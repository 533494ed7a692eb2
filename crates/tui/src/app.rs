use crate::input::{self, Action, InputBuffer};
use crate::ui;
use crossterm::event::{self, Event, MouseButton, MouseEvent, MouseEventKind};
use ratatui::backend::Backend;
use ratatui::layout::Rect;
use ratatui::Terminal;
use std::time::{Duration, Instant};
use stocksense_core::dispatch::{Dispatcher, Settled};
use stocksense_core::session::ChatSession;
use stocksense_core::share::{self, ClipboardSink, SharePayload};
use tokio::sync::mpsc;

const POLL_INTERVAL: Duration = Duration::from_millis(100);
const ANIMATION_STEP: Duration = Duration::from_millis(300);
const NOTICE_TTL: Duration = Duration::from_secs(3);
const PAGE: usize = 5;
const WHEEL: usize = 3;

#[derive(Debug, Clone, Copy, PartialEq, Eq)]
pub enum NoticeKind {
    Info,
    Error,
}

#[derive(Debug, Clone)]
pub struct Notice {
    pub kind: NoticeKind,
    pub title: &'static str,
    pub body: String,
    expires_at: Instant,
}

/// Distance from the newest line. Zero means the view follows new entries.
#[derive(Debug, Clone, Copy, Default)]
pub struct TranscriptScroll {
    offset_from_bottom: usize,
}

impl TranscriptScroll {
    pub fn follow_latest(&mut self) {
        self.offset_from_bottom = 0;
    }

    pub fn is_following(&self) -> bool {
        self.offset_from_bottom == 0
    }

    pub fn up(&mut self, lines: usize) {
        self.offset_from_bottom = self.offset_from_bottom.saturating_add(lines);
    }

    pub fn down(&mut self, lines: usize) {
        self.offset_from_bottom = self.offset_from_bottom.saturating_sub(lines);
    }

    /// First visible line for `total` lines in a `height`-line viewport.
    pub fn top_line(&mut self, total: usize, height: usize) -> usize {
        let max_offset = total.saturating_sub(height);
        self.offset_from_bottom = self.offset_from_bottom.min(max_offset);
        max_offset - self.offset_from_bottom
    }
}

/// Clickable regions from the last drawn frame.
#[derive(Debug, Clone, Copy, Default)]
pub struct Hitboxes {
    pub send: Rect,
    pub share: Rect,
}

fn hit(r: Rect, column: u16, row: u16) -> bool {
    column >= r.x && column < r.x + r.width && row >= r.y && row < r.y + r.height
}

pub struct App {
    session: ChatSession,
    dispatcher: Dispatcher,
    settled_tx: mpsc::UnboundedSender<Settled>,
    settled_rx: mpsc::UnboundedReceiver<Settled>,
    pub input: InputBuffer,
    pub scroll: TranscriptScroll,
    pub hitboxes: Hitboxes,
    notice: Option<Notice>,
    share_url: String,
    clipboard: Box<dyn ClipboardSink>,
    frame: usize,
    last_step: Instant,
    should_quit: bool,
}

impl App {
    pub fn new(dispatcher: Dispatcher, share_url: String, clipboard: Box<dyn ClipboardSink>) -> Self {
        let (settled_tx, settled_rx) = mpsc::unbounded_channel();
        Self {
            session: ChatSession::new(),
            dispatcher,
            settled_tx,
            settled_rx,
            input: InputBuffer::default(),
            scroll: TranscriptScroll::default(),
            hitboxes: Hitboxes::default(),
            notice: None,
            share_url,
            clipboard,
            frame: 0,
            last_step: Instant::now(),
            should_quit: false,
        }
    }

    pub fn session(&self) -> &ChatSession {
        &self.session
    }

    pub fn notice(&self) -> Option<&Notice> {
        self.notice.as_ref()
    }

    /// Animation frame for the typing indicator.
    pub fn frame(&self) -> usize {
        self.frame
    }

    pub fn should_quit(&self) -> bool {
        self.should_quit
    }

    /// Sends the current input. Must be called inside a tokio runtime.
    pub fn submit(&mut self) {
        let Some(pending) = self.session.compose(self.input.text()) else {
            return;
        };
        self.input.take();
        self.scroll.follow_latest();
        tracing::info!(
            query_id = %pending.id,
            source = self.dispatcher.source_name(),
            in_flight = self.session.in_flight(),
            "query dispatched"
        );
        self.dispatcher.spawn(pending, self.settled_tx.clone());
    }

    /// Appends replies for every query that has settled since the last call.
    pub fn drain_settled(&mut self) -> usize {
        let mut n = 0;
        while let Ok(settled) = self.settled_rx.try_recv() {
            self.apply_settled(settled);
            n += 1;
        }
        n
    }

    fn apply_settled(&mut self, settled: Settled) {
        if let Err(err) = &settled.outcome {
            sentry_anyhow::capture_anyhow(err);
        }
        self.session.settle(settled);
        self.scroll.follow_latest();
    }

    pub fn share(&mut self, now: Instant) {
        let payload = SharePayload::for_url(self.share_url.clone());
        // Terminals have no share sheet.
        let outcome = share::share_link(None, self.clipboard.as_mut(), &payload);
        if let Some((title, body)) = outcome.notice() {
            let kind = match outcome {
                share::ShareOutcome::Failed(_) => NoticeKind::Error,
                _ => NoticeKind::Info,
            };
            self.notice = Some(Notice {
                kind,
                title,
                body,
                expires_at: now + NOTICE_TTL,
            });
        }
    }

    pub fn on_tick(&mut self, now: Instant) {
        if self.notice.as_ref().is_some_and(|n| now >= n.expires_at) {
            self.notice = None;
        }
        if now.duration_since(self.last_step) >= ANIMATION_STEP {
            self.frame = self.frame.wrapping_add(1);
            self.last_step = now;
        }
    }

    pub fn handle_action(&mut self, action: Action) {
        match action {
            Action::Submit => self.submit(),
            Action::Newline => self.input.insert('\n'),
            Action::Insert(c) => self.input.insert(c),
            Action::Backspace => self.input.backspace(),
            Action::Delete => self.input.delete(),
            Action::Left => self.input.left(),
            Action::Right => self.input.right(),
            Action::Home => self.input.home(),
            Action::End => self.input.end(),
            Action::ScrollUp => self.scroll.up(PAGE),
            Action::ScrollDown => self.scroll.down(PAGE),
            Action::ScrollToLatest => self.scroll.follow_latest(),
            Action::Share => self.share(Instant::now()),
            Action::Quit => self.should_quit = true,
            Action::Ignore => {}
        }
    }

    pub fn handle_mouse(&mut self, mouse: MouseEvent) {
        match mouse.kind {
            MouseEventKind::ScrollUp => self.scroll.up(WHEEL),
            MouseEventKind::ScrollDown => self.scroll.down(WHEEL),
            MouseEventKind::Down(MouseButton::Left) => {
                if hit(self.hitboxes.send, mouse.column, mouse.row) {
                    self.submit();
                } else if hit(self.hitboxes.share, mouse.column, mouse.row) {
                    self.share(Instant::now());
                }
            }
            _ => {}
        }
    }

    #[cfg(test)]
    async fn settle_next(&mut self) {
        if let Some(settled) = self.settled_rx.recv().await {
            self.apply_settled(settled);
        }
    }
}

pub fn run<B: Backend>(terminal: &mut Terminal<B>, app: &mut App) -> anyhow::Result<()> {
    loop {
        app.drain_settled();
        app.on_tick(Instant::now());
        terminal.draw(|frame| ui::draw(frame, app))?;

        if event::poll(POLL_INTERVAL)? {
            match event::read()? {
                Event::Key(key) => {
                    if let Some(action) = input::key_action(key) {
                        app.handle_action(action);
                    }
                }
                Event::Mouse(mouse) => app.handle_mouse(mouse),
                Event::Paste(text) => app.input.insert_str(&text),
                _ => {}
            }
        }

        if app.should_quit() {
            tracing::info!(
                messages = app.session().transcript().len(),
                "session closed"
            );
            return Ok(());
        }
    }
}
####
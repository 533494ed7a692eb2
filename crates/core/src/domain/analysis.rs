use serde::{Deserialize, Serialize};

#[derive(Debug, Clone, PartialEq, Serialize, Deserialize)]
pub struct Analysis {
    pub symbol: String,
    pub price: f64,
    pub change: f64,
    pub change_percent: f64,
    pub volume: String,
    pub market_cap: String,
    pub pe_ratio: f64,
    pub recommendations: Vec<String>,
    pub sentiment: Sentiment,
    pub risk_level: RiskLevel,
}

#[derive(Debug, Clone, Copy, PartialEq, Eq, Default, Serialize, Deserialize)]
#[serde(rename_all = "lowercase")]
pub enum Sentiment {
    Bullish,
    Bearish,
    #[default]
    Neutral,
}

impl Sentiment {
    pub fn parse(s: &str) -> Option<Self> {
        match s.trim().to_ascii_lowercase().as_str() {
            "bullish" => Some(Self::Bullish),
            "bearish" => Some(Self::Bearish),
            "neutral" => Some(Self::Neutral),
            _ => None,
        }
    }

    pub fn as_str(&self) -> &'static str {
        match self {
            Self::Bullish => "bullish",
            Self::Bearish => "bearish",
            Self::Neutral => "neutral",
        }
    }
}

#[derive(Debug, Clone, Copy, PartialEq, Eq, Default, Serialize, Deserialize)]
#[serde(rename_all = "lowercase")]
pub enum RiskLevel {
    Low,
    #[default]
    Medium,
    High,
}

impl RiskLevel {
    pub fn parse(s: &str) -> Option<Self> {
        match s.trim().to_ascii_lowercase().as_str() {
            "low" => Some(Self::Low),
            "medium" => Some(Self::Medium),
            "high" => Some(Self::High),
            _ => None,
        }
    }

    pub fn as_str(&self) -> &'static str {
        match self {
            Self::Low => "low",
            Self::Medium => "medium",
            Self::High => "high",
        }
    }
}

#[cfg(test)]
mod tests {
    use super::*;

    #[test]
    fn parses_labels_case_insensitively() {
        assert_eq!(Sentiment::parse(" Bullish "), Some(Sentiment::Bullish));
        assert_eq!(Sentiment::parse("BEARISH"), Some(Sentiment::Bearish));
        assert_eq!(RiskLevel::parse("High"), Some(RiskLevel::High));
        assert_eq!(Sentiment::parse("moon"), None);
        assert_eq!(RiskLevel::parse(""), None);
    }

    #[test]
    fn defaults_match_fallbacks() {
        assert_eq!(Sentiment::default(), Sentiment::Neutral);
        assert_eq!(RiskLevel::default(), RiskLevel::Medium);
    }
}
####
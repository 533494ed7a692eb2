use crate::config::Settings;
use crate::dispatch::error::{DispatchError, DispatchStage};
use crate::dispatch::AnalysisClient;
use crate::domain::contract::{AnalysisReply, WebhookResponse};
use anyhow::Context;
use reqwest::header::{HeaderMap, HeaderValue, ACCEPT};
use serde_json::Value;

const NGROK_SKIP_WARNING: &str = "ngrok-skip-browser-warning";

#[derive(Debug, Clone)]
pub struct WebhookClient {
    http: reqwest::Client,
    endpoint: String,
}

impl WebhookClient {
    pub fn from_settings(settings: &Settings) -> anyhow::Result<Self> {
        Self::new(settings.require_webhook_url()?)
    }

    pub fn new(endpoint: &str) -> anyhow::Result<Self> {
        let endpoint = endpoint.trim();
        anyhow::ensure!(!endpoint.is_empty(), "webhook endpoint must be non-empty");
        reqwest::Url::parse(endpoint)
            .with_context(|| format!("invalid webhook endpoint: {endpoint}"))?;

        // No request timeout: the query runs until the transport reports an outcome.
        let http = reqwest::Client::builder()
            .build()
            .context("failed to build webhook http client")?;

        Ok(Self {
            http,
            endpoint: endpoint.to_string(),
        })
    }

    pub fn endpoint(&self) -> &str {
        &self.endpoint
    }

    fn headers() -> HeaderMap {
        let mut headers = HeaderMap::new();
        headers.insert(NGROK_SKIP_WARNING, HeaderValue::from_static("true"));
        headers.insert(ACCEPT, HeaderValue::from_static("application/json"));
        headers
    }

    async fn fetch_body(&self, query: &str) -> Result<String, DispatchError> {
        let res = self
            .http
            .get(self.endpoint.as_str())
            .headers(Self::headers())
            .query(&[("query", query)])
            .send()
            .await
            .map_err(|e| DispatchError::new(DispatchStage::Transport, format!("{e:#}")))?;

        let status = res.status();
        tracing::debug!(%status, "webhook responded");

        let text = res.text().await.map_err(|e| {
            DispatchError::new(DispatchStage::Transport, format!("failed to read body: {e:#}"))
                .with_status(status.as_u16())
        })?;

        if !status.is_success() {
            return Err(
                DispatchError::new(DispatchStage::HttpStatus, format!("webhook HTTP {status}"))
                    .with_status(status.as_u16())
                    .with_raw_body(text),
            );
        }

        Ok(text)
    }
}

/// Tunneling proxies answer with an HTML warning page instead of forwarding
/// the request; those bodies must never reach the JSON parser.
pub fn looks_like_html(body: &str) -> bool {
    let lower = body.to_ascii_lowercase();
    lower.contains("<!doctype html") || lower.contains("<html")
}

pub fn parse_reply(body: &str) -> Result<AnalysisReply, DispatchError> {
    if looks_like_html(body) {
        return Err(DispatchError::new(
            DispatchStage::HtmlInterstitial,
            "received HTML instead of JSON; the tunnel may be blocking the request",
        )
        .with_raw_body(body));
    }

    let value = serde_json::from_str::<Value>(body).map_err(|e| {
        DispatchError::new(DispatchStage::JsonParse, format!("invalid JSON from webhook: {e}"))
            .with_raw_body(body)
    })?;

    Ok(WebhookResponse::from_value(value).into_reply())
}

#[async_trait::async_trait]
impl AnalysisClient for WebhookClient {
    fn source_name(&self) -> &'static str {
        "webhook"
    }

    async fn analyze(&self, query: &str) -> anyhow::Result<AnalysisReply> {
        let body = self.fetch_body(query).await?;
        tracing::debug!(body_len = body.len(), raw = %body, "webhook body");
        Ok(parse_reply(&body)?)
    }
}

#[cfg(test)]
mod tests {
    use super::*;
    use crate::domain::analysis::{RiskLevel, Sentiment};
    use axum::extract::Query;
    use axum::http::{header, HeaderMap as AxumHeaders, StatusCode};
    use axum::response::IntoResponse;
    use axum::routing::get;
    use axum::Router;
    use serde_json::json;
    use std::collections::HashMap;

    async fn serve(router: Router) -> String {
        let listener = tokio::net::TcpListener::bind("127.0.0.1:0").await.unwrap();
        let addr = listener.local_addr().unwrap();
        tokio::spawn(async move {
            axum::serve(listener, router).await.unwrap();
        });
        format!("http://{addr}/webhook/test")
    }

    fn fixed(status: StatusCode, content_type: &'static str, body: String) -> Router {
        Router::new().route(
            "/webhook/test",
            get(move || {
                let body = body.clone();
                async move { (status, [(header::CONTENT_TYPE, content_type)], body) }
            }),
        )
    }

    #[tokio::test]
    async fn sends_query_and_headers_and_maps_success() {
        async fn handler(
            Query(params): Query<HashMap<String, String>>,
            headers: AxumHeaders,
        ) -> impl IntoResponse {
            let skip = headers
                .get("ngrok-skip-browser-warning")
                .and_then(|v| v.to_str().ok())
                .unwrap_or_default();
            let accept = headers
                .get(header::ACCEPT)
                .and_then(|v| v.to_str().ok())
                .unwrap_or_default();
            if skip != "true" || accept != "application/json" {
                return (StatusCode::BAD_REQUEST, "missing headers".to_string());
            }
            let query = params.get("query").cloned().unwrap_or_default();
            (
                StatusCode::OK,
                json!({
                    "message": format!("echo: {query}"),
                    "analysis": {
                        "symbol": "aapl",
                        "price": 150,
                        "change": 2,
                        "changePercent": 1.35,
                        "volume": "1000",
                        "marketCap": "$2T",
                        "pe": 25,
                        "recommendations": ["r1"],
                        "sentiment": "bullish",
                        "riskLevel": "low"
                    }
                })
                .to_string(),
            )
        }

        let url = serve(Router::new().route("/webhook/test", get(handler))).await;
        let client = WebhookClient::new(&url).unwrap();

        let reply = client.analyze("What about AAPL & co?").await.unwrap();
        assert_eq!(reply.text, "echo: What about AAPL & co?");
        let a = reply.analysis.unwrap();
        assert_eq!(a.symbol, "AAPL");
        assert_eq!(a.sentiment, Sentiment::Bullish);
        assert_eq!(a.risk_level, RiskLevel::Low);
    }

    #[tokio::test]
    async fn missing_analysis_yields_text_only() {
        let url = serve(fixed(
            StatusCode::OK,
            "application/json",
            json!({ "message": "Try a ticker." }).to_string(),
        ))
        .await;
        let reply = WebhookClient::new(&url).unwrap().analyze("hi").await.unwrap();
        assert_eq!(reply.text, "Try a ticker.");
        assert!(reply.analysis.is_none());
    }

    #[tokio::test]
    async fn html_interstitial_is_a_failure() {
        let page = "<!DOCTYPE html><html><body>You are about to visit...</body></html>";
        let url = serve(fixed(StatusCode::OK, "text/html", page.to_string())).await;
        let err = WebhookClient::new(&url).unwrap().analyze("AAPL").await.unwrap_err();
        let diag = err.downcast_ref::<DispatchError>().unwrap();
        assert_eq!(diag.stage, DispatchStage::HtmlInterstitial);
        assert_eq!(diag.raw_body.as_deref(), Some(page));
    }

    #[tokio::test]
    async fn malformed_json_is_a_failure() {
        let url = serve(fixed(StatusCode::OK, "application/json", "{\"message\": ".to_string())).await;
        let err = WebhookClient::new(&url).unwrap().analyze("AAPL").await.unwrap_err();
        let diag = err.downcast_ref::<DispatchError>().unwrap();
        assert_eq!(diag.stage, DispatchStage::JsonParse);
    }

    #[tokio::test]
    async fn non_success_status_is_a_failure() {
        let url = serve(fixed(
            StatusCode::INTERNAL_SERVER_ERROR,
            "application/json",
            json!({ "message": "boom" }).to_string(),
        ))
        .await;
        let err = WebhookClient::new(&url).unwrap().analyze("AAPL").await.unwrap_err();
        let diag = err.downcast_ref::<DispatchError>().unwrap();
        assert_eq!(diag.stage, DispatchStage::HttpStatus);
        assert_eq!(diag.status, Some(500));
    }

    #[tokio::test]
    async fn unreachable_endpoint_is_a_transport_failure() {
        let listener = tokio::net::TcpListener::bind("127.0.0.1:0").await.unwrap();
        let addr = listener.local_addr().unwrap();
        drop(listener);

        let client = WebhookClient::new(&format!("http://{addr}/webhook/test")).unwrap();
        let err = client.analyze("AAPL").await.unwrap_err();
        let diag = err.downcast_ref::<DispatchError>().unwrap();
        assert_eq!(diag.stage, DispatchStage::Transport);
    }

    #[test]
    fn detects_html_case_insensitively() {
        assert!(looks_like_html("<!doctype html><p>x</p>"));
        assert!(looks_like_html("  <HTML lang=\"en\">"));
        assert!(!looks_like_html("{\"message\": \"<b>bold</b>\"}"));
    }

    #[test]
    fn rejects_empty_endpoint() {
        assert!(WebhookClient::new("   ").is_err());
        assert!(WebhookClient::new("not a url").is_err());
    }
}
####
*Your instructions*
Extract all lines from the material above that include the word "Bearish".

*Exercise output*
    Bearish,
            "bearish" => Some(Self::Bearish),
            Self::Bearish => "bearish",
        assert_eq!(Sentiment::parse("BEARISH"), Some(Sentiment::Bearish));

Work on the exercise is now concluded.